▶ [Your assignment] Your answer should be a single number, the count of lines in the material with the string "reverse".

▶ [Data supplied]
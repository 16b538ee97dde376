//! Cell and style types underlying the framebuffer.

/// A foreground or background color slot.
#[derive(Debug, Clone, Copy, PartialEq, Eq, Default)]
pub enum Color {
    #[default]
    Default,
    /// 16/256-color palette index (0-255).
    Indexed(u8),
    /// 24-bit truecolor.
    Rgb(u8, u8, u8),
}

/// Accumulated SGR attribute state. Equality-comparable so the renderer can
/// detect a style transition between adjacent cells with a single comparison.
#[derive(Debug, Clone, Copy, PartialEq, Eq, Default)]
pub struct Style {
    pub bold: bool,
    pub dim: bool,
    pub italic: bool,
    pub underline: bool,
    pub reverse: bool,
    pub fg: Color,
    pub bg: Color,
}

impl Style {
    pub fn reset() -> Self {
        Self::default()
    }

    /// Render this style as a single SGR escape sequence expressing the full
    /// accumulated state (a reset followed by the active attributes), so that
    /// emitting it always yields exactly one escape per transition regardless
    /// of what the previous style was.
    pub fn to_escape(&self) -> String {
        let mut parts = vec!["0".to_string()];
        if self.bold {
            parts.push("1".to_string());
        }
        if self.dim {
            parts.push("2".to_string());
        }
        if self.italic {
            parts.push("3".to_string());
        }
        if self.underline {
            parts.push("4".to_string());
        }
        if self.reverse {
            parts.push("7".to_string());
        }
        match self.fg {
            Color::Default => {}
            Color::Indexed(n) if n < 8 => parts.push((30 + n as u32).to_string()),
            Color::Indexed(n) if n < 16 => parts.push((90 + (n - 8) as u32).to_string()),
            Color::Indexed(n) => {
                parts.push("38".to_string());
                parts.push("5".to_string());
                parts.push(n.to_string());
            }
            Color::Rgb(r, g, b) => {
                parts.push("38".to_string());
                parts.push("2".to_string());
                parts.push(r.to_string());
                parts.push(g.to_string());
                parts.push(b.to_string());
            }
        }
        match self.bg {
            Color::Default => {}
            Color::Indexed(n) if n < 8 => parts.push((40 + n as u32).to_string()),
            Color::Indexed(n) if n < 16 => parts.push((100 + (n - 8) as u32).to_string()),
            Color::Indexed(n) => {
                parts.push("48".to_string());
                parts.push("5".to_string());
                parts.push(n.to_string());
            }
            Color::Rgb(r, g, b) => {
                parts.push("48".to_string());
                parts.push("2".to_string());
                parts.push(r.to_string());
                parts.push(g.to_string());
                parts.push(b.to_string());
            }
        }
        format!("\x1b[{}m", parts.join(";"))
    }

    /// Style with reverse-video forced on, used to render the cursor cell.
    /// Forced rather than toggled: the cursor is always shown inverted,
    /// independent of whatever the cell's own style already says about reverse.
    pub fn inverted(&self) -> Self {
        Self {
            reverse: true,
            ..*self
        }
    }
}

/// A single terminal cell: one codepoint plus the style active when it was written.
#[derive(Debug, Clone, Copy, PartialEq)]
pub struct Cell {
    pub ch: char,
    pub style: Style,
}

impl Cell {
    pub const fn blank() -> Self {
        Self {
            ch: ' ',
            style: Style {
                bold: false,
                dim: false,
                italic: false,
                underline: false,
                reverse: false,
                fg: Color::Default,
                bg: Color::Default,
            },
        }
    }
}

impl Default for Cell {
    fn default() -> Self {
        Self::blank()
    }
}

▶ [Response to this exercise] 6